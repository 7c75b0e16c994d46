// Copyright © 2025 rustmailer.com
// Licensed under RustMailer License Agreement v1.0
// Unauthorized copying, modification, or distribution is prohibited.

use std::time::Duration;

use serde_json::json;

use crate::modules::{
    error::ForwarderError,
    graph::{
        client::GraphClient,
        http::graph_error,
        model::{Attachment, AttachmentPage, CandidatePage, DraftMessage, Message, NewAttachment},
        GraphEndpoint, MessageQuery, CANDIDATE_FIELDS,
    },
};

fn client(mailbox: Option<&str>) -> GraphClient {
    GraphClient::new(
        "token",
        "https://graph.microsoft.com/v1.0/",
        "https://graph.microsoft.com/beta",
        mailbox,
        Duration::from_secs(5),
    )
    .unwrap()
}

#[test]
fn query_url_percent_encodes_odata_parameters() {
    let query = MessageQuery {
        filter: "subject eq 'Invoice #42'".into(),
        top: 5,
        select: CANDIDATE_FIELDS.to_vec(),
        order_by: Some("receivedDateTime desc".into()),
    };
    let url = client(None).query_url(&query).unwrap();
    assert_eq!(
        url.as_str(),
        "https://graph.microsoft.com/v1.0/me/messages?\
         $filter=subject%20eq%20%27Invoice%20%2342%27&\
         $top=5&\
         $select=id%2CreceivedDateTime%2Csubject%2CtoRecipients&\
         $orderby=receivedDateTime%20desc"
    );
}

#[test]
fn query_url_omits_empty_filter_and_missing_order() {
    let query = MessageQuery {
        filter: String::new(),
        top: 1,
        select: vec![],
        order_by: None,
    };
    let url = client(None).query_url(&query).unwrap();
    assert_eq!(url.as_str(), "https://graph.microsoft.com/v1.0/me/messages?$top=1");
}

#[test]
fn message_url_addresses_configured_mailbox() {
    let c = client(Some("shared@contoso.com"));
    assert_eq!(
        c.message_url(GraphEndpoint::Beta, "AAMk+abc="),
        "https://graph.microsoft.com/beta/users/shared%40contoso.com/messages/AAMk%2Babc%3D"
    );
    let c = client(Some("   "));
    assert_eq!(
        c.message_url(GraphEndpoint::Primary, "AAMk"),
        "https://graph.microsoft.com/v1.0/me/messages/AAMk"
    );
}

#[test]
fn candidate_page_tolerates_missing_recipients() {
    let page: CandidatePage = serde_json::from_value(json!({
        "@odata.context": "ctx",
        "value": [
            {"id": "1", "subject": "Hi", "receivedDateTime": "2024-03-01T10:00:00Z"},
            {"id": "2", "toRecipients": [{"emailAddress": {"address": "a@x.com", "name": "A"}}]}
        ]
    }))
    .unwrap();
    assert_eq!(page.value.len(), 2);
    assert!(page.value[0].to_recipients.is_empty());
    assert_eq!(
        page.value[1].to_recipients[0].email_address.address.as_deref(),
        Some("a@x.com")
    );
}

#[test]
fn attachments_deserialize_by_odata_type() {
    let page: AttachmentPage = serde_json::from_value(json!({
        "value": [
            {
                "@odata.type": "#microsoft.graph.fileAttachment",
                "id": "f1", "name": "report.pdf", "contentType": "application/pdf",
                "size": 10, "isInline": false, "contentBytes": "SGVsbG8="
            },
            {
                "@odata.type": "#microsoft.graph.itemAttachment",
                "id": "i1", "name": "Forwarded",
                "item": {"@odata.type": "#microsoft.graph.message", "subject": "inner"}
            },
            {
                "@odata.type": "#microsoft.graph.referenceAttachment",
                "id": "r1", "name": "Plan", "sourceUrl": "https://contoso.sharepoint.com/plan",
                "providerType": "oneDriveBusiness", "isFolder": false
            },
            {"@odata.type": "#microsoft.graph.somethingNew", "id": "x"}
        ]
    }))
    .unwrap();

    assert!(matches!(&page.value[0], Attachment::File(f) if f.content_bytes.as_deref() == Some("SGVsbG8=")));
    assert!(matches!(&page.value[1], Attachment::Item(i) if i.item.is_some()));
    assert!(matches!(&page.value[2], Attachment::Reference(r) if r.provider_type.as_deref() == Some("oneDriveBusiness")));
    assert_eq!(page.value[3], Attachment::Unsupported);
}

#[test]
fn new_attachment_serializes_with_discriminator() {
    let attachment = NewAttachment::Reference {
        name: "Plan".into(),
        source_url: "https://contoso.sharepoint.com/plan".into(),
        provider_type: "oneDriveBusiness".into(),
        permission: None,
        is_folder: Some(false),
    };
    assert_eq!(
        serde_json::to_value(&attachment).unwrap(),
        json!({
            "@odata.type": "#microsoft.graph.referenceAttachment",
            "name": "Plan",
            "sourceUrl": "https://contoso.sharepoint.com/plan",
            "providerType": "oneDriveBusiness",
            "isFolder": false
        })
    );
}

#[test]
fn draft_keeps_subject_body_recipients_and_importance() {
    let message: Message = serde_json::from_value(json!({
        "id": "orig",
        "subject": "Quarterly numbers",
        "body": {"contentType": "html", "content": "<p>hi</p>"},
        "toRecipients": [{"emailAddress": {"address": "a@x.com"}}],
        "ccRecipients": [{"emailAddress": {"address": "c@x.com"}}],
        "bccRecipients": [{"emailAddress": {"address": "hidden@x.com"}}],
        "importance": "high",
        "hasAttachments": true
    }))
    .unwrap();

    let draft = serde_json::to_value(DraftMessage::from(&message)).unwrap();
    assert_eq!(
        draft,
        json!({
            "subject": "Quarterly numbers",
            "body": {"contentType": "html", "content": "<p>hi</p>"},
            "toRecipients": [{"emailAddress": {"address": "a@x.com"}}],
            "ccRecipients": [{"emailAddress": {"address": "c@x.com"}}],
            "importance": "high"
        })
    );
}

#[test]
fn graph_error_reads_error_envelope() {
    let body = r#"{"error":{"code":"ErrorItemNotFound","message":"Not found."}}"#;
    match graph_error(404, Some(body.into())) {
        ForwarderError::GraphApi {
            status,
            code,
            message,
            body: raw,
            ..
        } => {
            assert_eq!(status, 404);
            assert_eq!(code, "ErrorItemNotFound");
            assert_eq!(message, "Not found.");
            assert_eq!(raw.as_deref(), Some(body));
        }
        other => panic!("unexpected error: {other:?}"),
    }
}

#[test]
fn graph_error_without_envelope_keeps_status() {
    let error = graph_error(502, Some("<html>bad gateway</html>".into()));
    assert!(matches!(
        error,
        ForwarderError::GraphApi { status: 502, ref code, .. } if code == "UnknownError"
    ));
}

━━━━━━

_Assigned task_
All entries are to be returned word for word.

_Solution below_
repository 7c75b0e16c994d46
// Copyright © 2025 rustmailer.com
// Licensed under RustMailer License Agreement v1.0
// Unauthorized copying, modification, or distribution is prohibited.

use std::time::Duration;

use serde_json::json;

use crate::modules::{
    error::ForwarderError,
    graph::{
        client::GraphClient,
        http::graph_error,
        model::{Attachment, AttachmentPage, CandidatePage, DraftMessage, Message, NewAttachment},
        GraphEndpoint, MessageQuery, CANDIDATE_FIELDS,
    },
};

fn client(mailbox: Option<&str>) -> GraphClient {
    GraphClient::new(
        "token",
        "https://graph.microsoft.com/v1.0/",
        "https://graph.microsoft.com/beta",
        mailbox,
        Duration::from_secs(5),
    )
    .unwrap()
}

#[test]
fn query_url_percent_encodes_odata_parameters() {
    let query = MessageQuery {
        filter: "subject eq 'Invoice #42'".into(),
        top: 5,
        select: CANDIDATE_FIELDS.to_vec(),
        order_by: Some("receivedDateTime desc".into()),
    };
    let url = client(None).query_url(&query).unwrap();
    assert_eq!(
        url.as_str(),
        "https://graph.microsoft.com/v1.0/me/messages?\
         $filter=subject%20eq%20%27Invoice%20%2342%27&\
         $top=5&\
         $select=id%2CreceivedDateTime%2Csubject%2CtoRecipients&\
         $orderby=receivedDateTime%20desc"
    );
}

#[test]
fn query_url_omits_empty_filter_and_missing_order() {
    let query = MessageQuery {
        filter: String::new(),
        top: 1,
        select: vec![],
        order_by: None,
    };
    let url = client(None).query_url(&query).unwrap();
    assert_eq!(url.as_str(), "https://graph.microsoft.com/v1.0/me/messages?$top=1");
}

#[test]
fn message_url_addresses_configured_mailbox() {
    let c = client(Some("shared@contoso.com"));
    assert_eq!(
        c.message_url(GraphEndpoint::Beta, "AAMk+abc="),
        "https://graph.microsoft.com/beta/users/shared%40contoso.com/messages/AAMk%2Babc%3D"
    );
    let c = client(Some("   "));
    assert_eq!(
        c.message_url(GraphEndpoint::Primary, "AAMk"),
        "https://graph.microsoft.com/v1.0/me/messages/AAMk"
    );
}

#[test]
fn candidate_page_tolerates_missing_recipients() {
    let page: CandidatePage = serde_json::from_value(json!({
        "@odata.context": "ctx",
        "value": [
            {"id": "1", "subject": "Hi", "receivedDateTime": "2024-03-01T10:00:00Z"},
            {"id": "2", "toRecipients": [{"emailAddress": {"address": "a@x.com", "name": "A"}}]}
        ]
    }))
    .unwrap();
    assert_eq!(page.value.len(), 2);
    assert!(page.value[0].to_recipients.is_empty());
    assert_eq!(
        page.value[1].to_recipients[0].email_address.address.as_deref(),
        Some("a@x.com")
    );
}

#[test]
fn attachments_deserialize_by_odata_type() {
    let page: AttachmentPage = serde_json::from_value(json!({
        "value": [
            {
                "@odata.type": "#microsoft.graph.fileAttachment",
                "id": "f1", "name": "report.pdf", "contentType": "application/pdf",
                "size": 10, "isInline": false, "contentBytes": "SGVsbG8="
            },
            {
                "@odata.type": "#microsoft.graph.itemAttachment",
                "id": "i1", "name": "Forwarded",
                "item": {"@odata.type": "#microsoft.graph.message", "subject": "inner"}
            },
            {
                "@odata.type": "#microsoft.graph.referenceAttachment",
                "id": "r1", "name": "Plan", "sourceUrl": "https://contoso.sharepoint.com/plan",
                "providerType": "oneDriveBusiness", "isFolder": false
            },
            {"@odata.type": "#microsoft.graph.somethingNew", "id": "x"}
        ]
    }))
    .unwrap();

    assert!(matches!(&page.value[0], Attachment::File(f) if f.content_bytes.as_deref() == Some("SGVsbG8=")));
    assert!(matches!(&page.value[1], Attachment::Item(i) if i.item.is_some()));
    assert!(matches!(&page.value[2], Attachment::Reference(r) if r.provider_type.as_deref() == Some("oneDriveBusiness")));
    assert_eq!(page.value[3], Attachment::Unsupported);
}

#[test]
fn new_attachment_serializes_with_discriminator() {
    let attachment = NewAttachment::Reference {
        name: "Plan".into(),
        source_url: "https://contoso.sharepoint.com/plan".into(),
        provider_type: "oneDriveBusiness".into(),
        permission: None,
        is_folder: Some(false),
    };
    assert_eq!(
        serde_json::to_value(&attachment).unwrap(),
        json!({
            "@odata.type": "#microsoft.graph.referenceAttachment",
            "name": "Plan",
            "sourceUrl": "https://contoso.sharepoint.com/plan",
            "providerType": "oneDriveBusiness",
            "isFolder": false
        })
    );
}

#[test]
fn draft_keeps_subject_body_recipients_and_importance() {
    let message: Message = serde_json::from_value(json!({
        "id": "orig",
        "subject": "Quarterly numbers",
        "body": {"contentType": "html", "content": "<p>hi</p>"},
        "toRecipients": [{"emailAddress": {"address": "a@x.com"}}],
        "ccRecipients": [{"emailAddress": {"address": "c@x.com"}}],
        "bccRecipients": [{"emailAddress": {"address": "hidden@x.com"}}],
        "importance": "high",
        "hasAttachments": true
    }))
    .unwrap();

    let draft = serde_json::to_value(DraftMessage::from(&message)).unwrap();
    assert_eq!(
        draft,
        json!({
            "subject": "Quarterly numbers",
            "body": {"contentType": "html", "content": "<p>hi</p>"},
            "toRecipients": [{"emailAddress": {"address": "a@x.com"}}],
            "ccRecipients": [{"emailAddress": {"address": "c@x.com"}}],
            "importance": "high"
        })
    );
}

#[test]
fn graph_error_reads_error_envelope() {
    let body = r#"{"error":{"code":"ErrorItemNotFound","message":"Not found."}}"#;
    match graph_error(404, Some(body.into())) {
        ForwarderError::GraphApi {
            status,
            code,
            message,
            body: raw,
            ..
        } => {
            assert_eq!(status, 404);
            assert_eq!(code, "ErrorItemNotFound");
            assert_eq!(message, "Not found.");
            assert_eq!(raw.as_deref(), Some(body));
        }
        other => panic!("unexpected error: {other:?}"),
    }
}

#[test]
fn graph_error_without_envelope_keeps_status() {
    let error = graph_error(502, Some("<html>bad gateway</html>".into()));
    assert!(matches!(
        error,
        ForwarderError::GraphApi { status: 502, ref code, .. } if code == "UnknownError"
    ));
}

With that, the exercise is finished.